I have to say I think the job statistics for science majors are a bit of a scam. Not that they're lying... they're just very, very deceptive.
For example, http://www.bls.gov/oco/ocos052.htm says that the median wage for physicists is $102,890. Wow, right? Good money! But you have to look reaaaaally carefully to find this little nugget:
Physicists and astronomers held about 17,100 jobs in 2008. Physicists accounted for about 15,600 of these, while astronomers accounted for only about 1,500 jobs. In addition, there were about 15,500 physicists employed in faculty positions; these workers are covered in more detail in the statement on teachers—postsecondary elsewhere in the Handbook.
So they're not counting professors, post-docs, or graduate students as physicists, even though those people are the ones doing the vast majority of physics research. Heck, even Albert Einstein wouldn't count as a physicist according to that measure. They are taking data from a very narrow subsection of physicists, and reporting that as if it's representative.
Or perhaps we look at http://www.aip.org/statistics/trends/reports/phds1later.pdffrom the http://www.aip.org/statistics/trends/reports/bach2010.pdf. They tell us that people with either a bachelor's degree or a PhD in physics have only a 4% unemployment rate, and that http://www.aip.org/statistics/trends/reports/emp2010.pdf of people with a bachelors degree get a job in a STEM field with a good salary. In this economy, that's fantastic! Economists would say that we're at full employment, so basically everyone who wants a job can find one quickly. There should not be any long-term unemployment except for very rare cases.

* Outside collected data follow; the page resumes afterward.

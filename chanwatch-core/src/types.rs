use chrono::DateTime;
use serde::{Deserialize, Serialize};

pub const DEFAULT_BOARDS_HOST: &str = "4chan.org";
pub const DEFAULT_MEDIA_HOST: &str = "i.4cdn.org";

/// A post exactly as the board API returns it.
///
/// Only `com`, `sub`, `time` and `no` feed the filter; the rest is carried
/// through to the match record untouched.
#[derive(Debug, Clone, Default, PartialEq, Serialize, Deserialize)]
pub struct RawPost {
    #[serde(rename = "no")]
    pub number: i64,
    #[serde(rename = "time", default)]
    pub timestamp: i64,
    #[serde(rename = "com", default)]
    pub comment_html: Option<String>,
    #[serde(rename = "sub", default)]
    pub subject_html: Option<String>,
    #[serde(default)]
    pub name: Option<String>,
    #[serde(rename = "id", default)]
    pub poster_id: Option<String>,
    #[serde(default)]
    pub country_name: Option<String>,
    #[serde(default)]
    pub replies: u32,
    #[serde(default)]
    pub images: u32,
    #[serde(default)]
    pub filename: Option<String>,
    #[serde(default)]
    pub ext: Option<String>,
    #[serde(default)]
    pub tim: Option<i64>,
    /// Thread this post replies to, 0 for an OP.
    #[serde(default)]
    pub resto: i64,
}

impl RawPost {
    pub fn is_original_post(&self) -> bool {
        self.resto == 0
    }

    pub fn has_file(&self) -> bool {
        self.tim.is_some() && self.ext.is_some()
    }
}

#[derive(Debug, Clone, Default, PartialEq, Eq)]
pub struct CleanedPost {
    pub clean_text: String,
    pub clean_title: String,
}

#[derive(Debug, Clone, Default, PartialEq, Eq)]
pub struct MatchResult {
    pub matched_keywords: Vec<String>,
}

impl MatchResult {
    pub fn is_match(&self) -> bool {
        !self.matched_keywords.is_empty()
    }
}

/// A post that passed the filter, together with what it matched.
#[derive(Debug, Clone, PartialEq, Eq)]
pub struct PostMatch {
    pub cleaned: CleanedPost,
    pub result: MatchResult,
}

/// Where a matched post lives on the board.
#[derive(Debug, Clone, Copy)]
pub struct PostLocation<'a> {
    pub board: &'a str,
    pub thread_no: i64,
    pub thread_is_archived: bool,
}

#[derive(Debug, Clone, PartialEq, Eq)]
pub struct BoardUrls {
    pub boards_host: String,
    pub media_host: String,
}

impl BoardUrls {
    pub fn new(boards_host: impl Into<String>, media_host: impl Into<String>) -> Self {
        Self {
            boards_host: boards_host.into(),
            media_host: media_host.into(),
        }
    }

    pub fn thread_url(&self, board: &str, thread_no: i64) -> String {
        format!(
            "https://boards.{}/{}/thread/{}",
            self.boards_host, board, thread_no
        )
    }

    pub fn post_url(&self, board: &str, thread_no: i64, post_no: i64) -> String {
        format!("{}#p{}", self.thread_url(board, thread_no), post_no)
    }

    pub fn file_url(&self, board: &str, tim: i64, ext: &str) -> String {
        format!("https://{}/{}/{}{}", self.media_host, board, tim, ext)
    }
}

impl Default for BoardUrls {
    fn default() -> Self {
        Self::new(DEFAULT_BOARDS_HOST, DEFAULT_MEDIA_HOST)
    }
}

/// One matched post as written to the report files.
#[derive(Debug, Clone, PartialEq, Serialize, Deserialize)]
pub struct MatchRecord {
    pub board: String,
    pub thread_no: i64,
    pub post_no: i64,
    pub thread_title: String,
    pub post_text: String,
    pub poster_name: String,
    pub poster_id: String,
    pub poster_flag: Option<String>,
    pub timestamp: i64,
    pub human_time: String,
    pub replies: u32,
    pub images: u32,
    pub thread_url: String,
    pub post_url: String,
    pub is_original_post: bool,
    pub thread_is_archived: bool,
    pub file_name: Option<String>,
    pub file_url: Option<String>,
    pub matched_keywords: Vec<String>,
}

impl MatchRecord {
    pub fn new(
        location: PostLocation<'_>,
        post: &RawPost,
        post_match: PostMatch,
        urls: &BoardUrls,
    ) -> Self {
        let PostMatch { cleaned, result } = post_match;
        let board = location.board;

        let (file_name, file_url) = match (&post.tim, &post.ext) {
            (Some(tim), Some(ext)) => (
                Some(format!(
                    "{}{}",
                    post.filename.as_deref().unwrap_or_default(),
                    ext
                )),
                Some(urls.file_url(board, *tim, ext)),
            ),
            _ => (None, None),
        };

        Self {
            board: board.to_string(),
            thread_no: location.thread_no,
            post_no: post.number,
            thread_title: if cleaned.clean_title.is_empty() {
                "No Title".to_string()
            } else {
                cleaned.clean_title
            },
            post_text: cleaned.clean_text,
            poster_name: post
                .name
                .clone()
                .unwrap_or_else(|| "Anonymous".to_string()),
            poster_id: post.poster_id.clone().unwrap_or_default(),
            poster_flag: post.country_name.clone(),
            timestamp: post.timestamp,
            human_time: format_timestamp(post.timestamp),
            replies: post.replies,
            images: post.images,
            thread_url: urls.thread_url(board, location.thread_no),
            post_url: urls.post_url(board, location.thread_no, post.number),
            is_original_post: post.is_original_post(),
            thread_is_archived: location.thread_is_archived,
            file_name,
            file_url,
            matched_keywords: result.matched_keywords,
        }
    }

    pub fn has_file(&self) -> bool {
        self.file_url.is_some()
    }
}

/// Counters for a single scan run.
#[derive(Debug, Clone, Default, PartialEq, Eq, Serialize)]
pub struct ScanSummary {
    pub threads_checked: u64,
    pub posts_checked: u64,
    pub posts_in_window: u64,
    pub matches: u64,
}

#[derive(Debug, Clone, Default, PartialEq, Eq)]
pub struct MatchStatistics {
    pub unique_threads: usize,
    pub original_posts: usize,
    pub posts_with_files: usize,
}

impl MatchStatistics {
    pub fn from_records(records: &[MatchRecord]) -> Self {
        let mut threads: Vec<i64> = records.iter().map(|r| r.thread_no).collect();
        threads.sort_unstable();
        threads.dedup();

        Self {
            unique_threads: threads.len(),
            original_posts: records.iter().filter(|r| r.is_original_post).count(),
            posts_with_files: records.iter().filter(|r| r.has_file()).count(),
        }
    }
}

/// Renders a Unix timestamp as `YYYY-MM-DD HH:MM:SS` (UTC).
pub fn format_timestamp(unix_timestamp: i64) -> String {
    DateTime::from_timestamp(unix_timestamp, 0)
        .map(|dt| dt.format("%Y-%m-%d %H:%M:%S").to_string())
        .unwrap_or_else(|| "Unknown".to_string())
}

#[cfg(test)]
mod tests {
    use super::*;

    fn sample_match() -> PostMatch {
        PostMatch {
            cleaned: CleanedPost {
                clean_text: "Vote for Biden".to_string(),
                clean_title: String::new(),
            },
            result: MatchResult {
                matched_keywords: vec!["biden".to_string()],
            },
        }
    }

    #[test]
    fn test_raw_post_deserializes_board_fields() {
        let json = r#"{
            "no": 519433413,
            "resto": 519431000,
            "time": 1761000000,
            "com": "&gt;&gt;519431737&gt;hello",
            "name": "Anonymous",
            "id": "aB3dE5fG",
            "country_name": "Canada",
            "filename": "chart",
            "ext": ".png",
            "tim": 1761000000123
        }"#;

        let post: RawPost = serde_json::from_str(json).unwrap();
        assert_eq!(post.number, 519433413);
        assert_eq!(post.timestamp, 1761000000);
        assert_eq!(post.subject_html, None);
        assert_eq!(post.poster_id.as_deref(), Some("aB3dE5fG"));
        assert!(!post.is_original_post());
        assert!(post.has_file());
        assert_eq!(post.replies, 0);
    }

    #[test]
    fn test_raw_post_rejects_wrong_types() {
        let json = r#"{"no": 1, "time": "yesterday"}"#;
        assert!(serde_json::from_str::<RawPost>(json).is_err());
    }

    #[test]
    fn test_board_urls() {
        let urls = BoardUrls::default();
        assert_eq!(
            urls.thread_url("pol", 123),
            "https://boards.4chan.org/pol/thread/123"
        );
        assert_eq!(
            urls.post_url("pol", 123, 456),
            "https://boards.4chan.org/pol/thread/123#p456"
        );
        assert_eq!(
            urls.file_url("pol", 1761000000123, ".png"),
            "https://i.4cdn.org/pol/1761000000123.png"
        );
    }

    #[test]
    fn test_match_record_defaults() {
        let post = RawPost {
            number: 42,
            timestamp: 0,
            ..Default::default()
        };
        let location = PostLocation {
            board: "pol",
            thread_no: 42,
            thread_is_archived: false,
        };

        let record = MatchRecord::new(location, &post, sample_match(), &BoardUrls::default());
        assert_eq!(record.thread_title, "No Title");
        assert_eq!(record.poster_name, "Anonymous");
        assert_eq!(record.poster_id, "");
        assert_eq!(record.human_time, "1970-01-01 00:00:00");
        assert!(record.is_original_post);
        assert!(!record.has_file());
        assert_eq!(record.post_url, "https://boards.4chan.org/pol/thread/42#p42");
        assert_eq!(record.matched_keywords, vec!["biden"]);
    }

    #[test]
    fn test_match_record_file_fields() {
        let post = RawPost {
            number: 7,
            resto: 3,
            filename: Some("chart".to_string()),
            ext: Some(".png".to_string()),
            tim: Some(99),
            ..Default::default()
        };
        let location = PostLocation {
            board: "pol",
            thread_no: 3,
            thread_is_archived: true,
        };

        let record = MatchRecord::new(location, &post, sample_match(), &BoardUrls::default());
        assert_eq!(record.file_name.as_deref(), Some("chart.png"));
        assert_eq!(record.file_url.as_deref(), Some("https://i.4cdn.org/pol/99.png"));
        assert!(record.thread_is_archived);
        assert!(!record.is_original_post);
    }

    #[test]
    fn test_format_timestamp_out_of_range() {
        assert_eq!(format_timestamp(i64::MAX), "Unknown");
        assert_eq!(format_timestamp(1_000_000_000), "2001-09-09 01:46:40");
    }

    #[test]
    fn test_match_statistics() {
        let post = RawPost::default();
        let urls = BoardUrls::default();
        let op = MatchRecord::new(
            PostLocation {
                board: "pol",
                thread_no: 1,
                thread_is_archived: false,
            },
            &post,
            sample_match(),
            &urls,
        );
        let mut reply = op.clone();
        reply.is_original_post = false;
        let mut other = op.clone();
        other.thread_no = 2;
        other.file_url = Some("https://i.4cdn.org/pol/1.jpg".to_string());

        let stats = MatchStatistics::from_records(&[op, reply, other]);
        assert_eq!(stats.unique_threads, 2);
        assert_eq!(stats.original_posts, 2);
        assert_eq!(stats.posts_with_files, 1);
    }
}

Except, again, we have to look at the fine print. Reading the survey methodology reveals that only 40% of new physics grads actually answered their survey. They do have data for 54% of new PhDs, but 31% of that came from their advisors rather than the PhDs themselves. Of course 40% is fine if this were a truly random sample... but it isn't. The people who voluntarily self-report will tend to be the people who have jobs that they can be proud of. I know that, for me, I didn't answer my university's career survey because I was too ashamed of being unemployed.
The best numbers I think come from
Andrew Sum. He used US census data, which is important because it tracks everyone. He calculated that only 67.9% of new physical science grads are employed (!) 11.4% were employed in jobs that don't require any college degree at all. The median wage was only
$14,607 or $20,687 depending on if you had a job that required a degree, which is frankly pathetic. Note that physical science majors earn less than almost
all other fields of study, including humanities.
I know I wouldn't have bothered to work through a physics degree if I'd been told employment data like that. Should have just learned programming instead. But of course the schools want to make sure they have a plentiful supply of new graduate students available to do all the research and teaching work for a paltry salary...
Looking at these misleading statistics, I can't help but be reminded of what's happening at law schools. Law students take on an outrageous amount of debt, because they think that once they graduate they'll make a high salary as a lawyer.
It turns out that the "official" statistics from law schools are utterly worthless. Some law school graduates end up swamped with debt that they are literally committing suicide. The law schools hide this with the same kind of basic methodology mistakes that the AIP does, like relying on self-reported data with a very low response rate. (Ironically, it's my training in science that teaches me to identify what a huge error that is! I wouldn't have understood when I was a freshman how important a random sample is.)
If you want to encourage students to study science, make sure you're giving them accurate and clear information that won't mislead them. If the only defense is "
caveat emptor- they should have done better research before they commited to this!" well that's pretty much the universal defense of scammers.